#### Extracted records:
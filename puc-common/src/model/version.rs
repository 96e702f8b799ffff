// puc-common/src/model/version.rs
//! Module versions and version ranges.
//!
//! Module versions are written the OSGi way (`1`, `1.2`, `1.2.3`,
//! `1.2.3.qualifier`) and normalised into [`semver::Version`]. Ranges use the
//! interval notation `[1.0,2.0)`; a bare version `1.0` means "1.0 or later".
use std::fmt;
use std::str::FromStr;

use semver::{BuildMetadata, Version};
use serde::{Deserialize, Deserializer};

use crate::error::{PucError, Result};

/// Parses a version, padding missing minor/patch components with zero and
/// turning a fourth dotted segment into build metadata.
pub fn parse_version(input: &str) -> Result<Version> {
    let trimmed = input.trim();
    if trimmed.is_empty() {
        return Err(PucError::InvalidVersion(input.to_string()));
    }

    let mut parts = trimmed.splitn(4, '.');
    let mut numbers = [0u64; 3];
    for slot in numbers.iter_mut() {
        match parts.next() {
            Some(segment) => {
                *slot = segment
                    .parse::<u64>()
                    .map_err(|_| PucError::InvalidVersion(input.to_string()))?;
            }
            None => break,
        }
    }

    let mut version = Version::new(numbers[0], numbers[1], numbers[2]);
    if let Some(qualifier) = parts.next() {
        // OSGi qualifiers allow '_', semver build metadata does not.
        let normalised = qualifier.replace('_', "-");
        version.build = BuildMetadata::new(&normalised)
            .map_err(|_| PucError::InvalidVersion(input.to_string()))?;
    }
    Ok(version)
}

/// Serde helper accepting the lenient version syntax.
pub fn deserialize_lenient<'de, D>(deserializer: D) -> std::result::Result<Version, D::Error>
where
    D: Deserializer<'de>,
{
    let raw = String::deserialize(deserializer)?;
    parse_version(&raw).map_err(serde::de::Error::custom)
}

/// An interval over versions. `maximum == None` means unbounded above.
#[derive(Debug, Clone, PartialEq, Eq, Hash)]
pub struct VersionRange {
    minimum: Version,
    minimum_exclusive: bool,
    maximum: Option<Version>,
    maximum_exclusive: bool,
}

impl VersionRange {
    /// Builds a range; rejects `minimum > maximum` and a single point with both
    /// ends exclusive.
    pub fn new(
        minimum: Version,
        minimum_exclusive: bool,
        maximum: Option<Version>,
        maximum_exclusive: bool,
    ) -> Result<Self> {
        if let Some(max) = &maximum {
            if minimum > *max || (minimum == *max && minimum_exclusive && maximum_exclusive) {
                return Err(PucError::Parse(
                    "version range",
                    format!("minimum {minimum} is above maximum {max}"),
                ));
            }
        }
        Ok(Self {
            minimum,
            minimum_exclusive,
            maximum,
            maximum_exclusive,
        })
    }

    /// `[0.0.0, ∞)`, the range every version satisfies.
    pub fn unbounded() -> Self {
        Self {
            minimum: Version::new(0, 0, 0),
            minimum_exclusive: false,
            maximum: None,
            maximum_exclusive: false,
        }
    }

    /// `[minimum, ∞)`.
    pub fn at_least(minimum: Version) -> Self {
        Self {
            minimum,
            minimum_exclusive: false,
            maximum: None,
            maximum_exclusive: false,
        }
    }

    pub fn minimum(&self) -> &Version {
        &self.minimum
    }

    pub fn is_minimum_exclusive(&self) -> bool {
        self.minimum_exclusive
    }

    pub fn maximum(&self) -> Option<&Version> {
        self.maximum.as_ref()
    }

    pub fn is_maximum_exclusive(&self) -> bool {
        self.maximum_exclusive
    }

    pub fn is_maximum_unbounded(&self) -> bool {
        self.maximum.is_none()
    }

    pub fn includes(&self, version: &Version) -> bool {
        let above_min = if self.minimum_exclusive {
            *version > self.minimum
        } else {
            *version >= self.minimum
        };
        if !above_min {
            return false;
        }
        match &self.maximum {
            None => true,
            Some(max) if self.maximum_exclusive => version < max,
            Some(max) => version <= max,
        }
    }
}

impl Default for VersionRange {
    fn default() -> Self {
        Self::unbounded()
    }
}

impl FromStr for VersionRange {
    type Err = PucError;

    fn from_str(input: &str) -> Result<Self> {
        let s = input.trim();
        let open = s.chars().next();
        if !matches!(open, Some('[') | Some('(')) {
            return Ok(Self::at_least(parse_version(s)?));
        }

        let close = s.chars().last();
        if !matches!(close, Some(']') | Some(')')) || s.len() < 2 {
            return Err(PucError::Parse(
                "version range",
                format!("'{input}' is missing a closing bracket"),
            ));
        }
        let body = &s[1..s.len() - 1];
        let (low, high) = body.split_once(',').ok_or_else(|| {
            PucError::Parse("version range", format!("'{input}' needs two bounds"))
        })?;

        Self::new(
            parse_version(low)?,
            open == Some('('),
            Some(parse_version(high)?),
            close == Some(')'),
        )
    }
}

impl fmt::Display for VersionRange {
    fn fmt(&self, f: &mut fmt::Formatter<'_>) -> fmt::Result {
        match &self.maximum {
            None => write!(f, "{}", self.minimum),
            Some(max) => write!(
                f,
                "{}{},{}{}",
                if self.minimum_exclusive { '(' } else { '[' },
                self.minimum,
                max,
                if self.maximum_exclusive { ')' } else { ']' }
            ),
        }
    }
}

#[cfg(test)]
mod tests {
    use super::*;

    fn v(s: &str) -> Version {
        parse_version(s).unwrap()
    }

    #[test]
    fn test_parse_version_pads_components() {
        assert_eq!(v("1"), Version::new(1, 0, 0));
        assert_eq!(v("1.5"), Version::new(1, 5, 0));
        assert_eq!(v(" 2.0.3 "), Version::new(2, 0, 3));
    }

    #[test]
    fn test_parse_version_qualifier_sorts_after_release() {
        let qualified = v("1.0.0.Final_1");
        assert_eq!(qualified.build.as_str(), "Final-1");
        assert!(qualified > v("1.0.0"));
    }

    #[test]
    fn test_parse_version_rejects_garbage() {
        assert!(parse_version("").is_err());
        assert!(parse_version("one.two").is_err());
        assert!(parse_version("1.x").is_err());
    }

    #[test]
    fn test_range_parse_and_display() {
        let range: VersionRange = "[1.0,2.0)".parse().unwrap();
        assert_eq!(range.to_string(), "[1.0.0,2.0.0)");
        assert!(range.includes(&v("1.0")));
        assert!(range.includes(&v("1.9.9")));
        assert!(!range.includes(&v("2.0")));

        let open: VersionRange = "(1.0,2.0]".parse().unwrap();
        assert!(!open.includes(&v("1.0")));
        assert!(open.includes(&v("2.0")));
    }

    #[test]
    fn test_bare_version_is_lower_bound() {
        let range: VersionRange = "1.5".parse().unwrap();
        assert!(range.is_maximum_unbounded());
        assert!(range.includes(&v("99.0")));
        assert!(!range.includes(&v("1.4")));
        assert_eq!(range.to_string(), "1.5.0");
    }

    #[test]
    fn test_range_rejects_inverted_bounds() {
        assert!("[2.0,1.0]".parse::<VersionRange>().is_err());
        assert!("(1.0,1.0)".parse::<VersionRange>().is_err());
        assert!("[1.0,1.0)".parse::<VersionRange>().is_ok());
        assert!("[1.0,2.0".parse::<VersionRange>().is_err());
        assert!("[1.0]".parse::<VersionRange>().is_err());
    }
}
// puc-common/src/model/work_item.rs
use std::collections::BTreeSet;
use std::fmt;

use serde::{Deserialize, Serialize};

use super::capability::{CapabilityKind, Module, ModuleId, Properties};
use crate::dependency::Requirement;

/// Identity of a work item: the defining module plus the unit name.
#[derive(Debug, Clone, PartialEq, Eq, Hash, PartialOrd, Ord, Serialize, Deserialize)]
pub struct WorkItemId {
    pub module: ModuleId,
    pub name: String,
}

impl WorkItemId {
    pub fn new(module: ModuleId, name: impl Into<String>) -> Self {
        Self {
            module,
            name: name.into(),
        }
    }
}

impl fmt::Display for WorkItemId {
    fn fmt(&self, f: &mut fmt::Formatter<'_>) -> fmt::Result {
        write!(f, "{}/{}", self.module, self.name)
    }
}

/// A declared unit of work that becomes usable once every requirement is bound.
#[derive(Debug, Clone, PartialEq, Serialize, Deserialize)]
pub struct WorkItem {
    pub name: String,
    pub module: Module,
    pub requirements: Vec<Requirement>,
    #[serde(default)]
    pub metadata: Properties,
}

impl WorkItem {
    pub fn new(module: Module, name: impl Into<String>) -> Self {
        Self {
            name: name.into(),
            module,
            requirements: Vec::new(),
            metadata: Properties::new(),
        }
    }

    pub fn with_requirement(mut self, requirement: Requirement) -> Self {
        self.requirements.push(requirement);
        self
    }

    pub fn id(&self) -> WorkItemId {
        WorkItemId::new(self.module.id, self.name.clone())
    }

    /// The distinct kinds this item waits for.
    pub fn required_kinds(&self) -> BTreeSet<CapabilityKind> {
        self.requirements.iter().map(|r| r.kind.clone()).collect()
    }

    pub fn requirement(&self, kind: &CapabilityKind) -> Option<&Requirement> {
        self.requirements.iter().find(|r| &r.kind == kind)
    }
}

#[derive(Debug, Clone, Copy, PartialEq, Eq, Serialize, Deserialize)]
pub enum ActivationState {
    Waiting,
    Active,
}

impl fmt::Display for ActivationState {
    fn fmt(&self, f: &mut fmt::Formatter<'_>) -> fmt::Result {
        match self {
            ActivationState::Waiting => f.write_str("waiting"),
            ActivationState::Active => f.write_str("active"),
        }
    }
}
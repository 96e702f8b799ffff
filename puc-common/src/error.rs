use std::sync::Arc;

use thiserror::Error;

/// Boxed error returned by collaborators outside the container (artifact
/// factories, service registries).
pub type BoxError = Box<dyn std::error::Error + Send + Sync + 'static>;

#[derive(Error, Debug, Clone)]
pub enum PucError {
    #[error("I/O Error: {0}")]
    Io(#[from] Arc<std::io::Error>),

    #[error("JSON Parsing Error: {0}")]
    Json(#[from] Arc<serde_json::Error>),

    #[error("Semantic Versioning Error: {0}")]
    SemVer(#[from] Arc<semver::Error>),

    #[error("Configuration Error: {0}")]
    Config(String),

    #[error("Parsing Error in {0}: {1}")]
    Parse(&'static str, String),

    #[error("Invalid version '{0}'")]
    InvalidVersion(String),

    #[error("Invalid requirement for '{kind}': {reason}")]
    InvalidRequirement { kind: String, reason: String },

    #[error("Conflicting provider names in module {module}: {names:?}")]
    ConflictingProviderNames { module: String, names: Vec<String> },

    #[error("Incompatible version ranges: {0}")]
    IncompatibleRanges(String),

    #[error("Activation Error: {0}")]
    Activation(Arc<dyn std::error::Error + Send + Sync + 'static>),
}

impl PucError {
    pub fn invalid_requirement(kind: impl Into<String>, reason: impl Into<String>) -> Self {
        PucError::InvalidRequirement {
            kind: kind.into(),
            reason: reason.into(),
        }
    }

    /// Wraps a factory or registry failure without altering it.
    pub fn activation(err: BoxError) -> Self {
        PucError::Activation(Arc::from(err))
    }
}

impl From<std::io::Error> for PucError {
    fn from(err: std::io::Error) -> Self {
        PucError::Io(Arc::new(err))
    }
}

impl From<serde_json::Error> for PucError {
    fn from(err: serde_json::Error) -> Self {
        PucError::Json(Arc::new(err))
    }
}

impl From<semver::Error> for PucError {
    fn from(err: semver::Error) -> Self {
        PucError::SemVer(Arc::new(err))
    }
}

pub type Result<T> = std::result::Result<T, PucError>;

#### Task brief:
Read the entries above and find each line holding the word "CapabilityKind". Copy it out.

#### Task response:
use super::capability::{CapabilityKind, Module, ModuleId, Properties};
    pub fn required_kinds(&self) -> BTreeSet<CapabilityKind> {
    pub fn requirement(&self, kind: &CapabilityKind) -> Option<&Requirement> {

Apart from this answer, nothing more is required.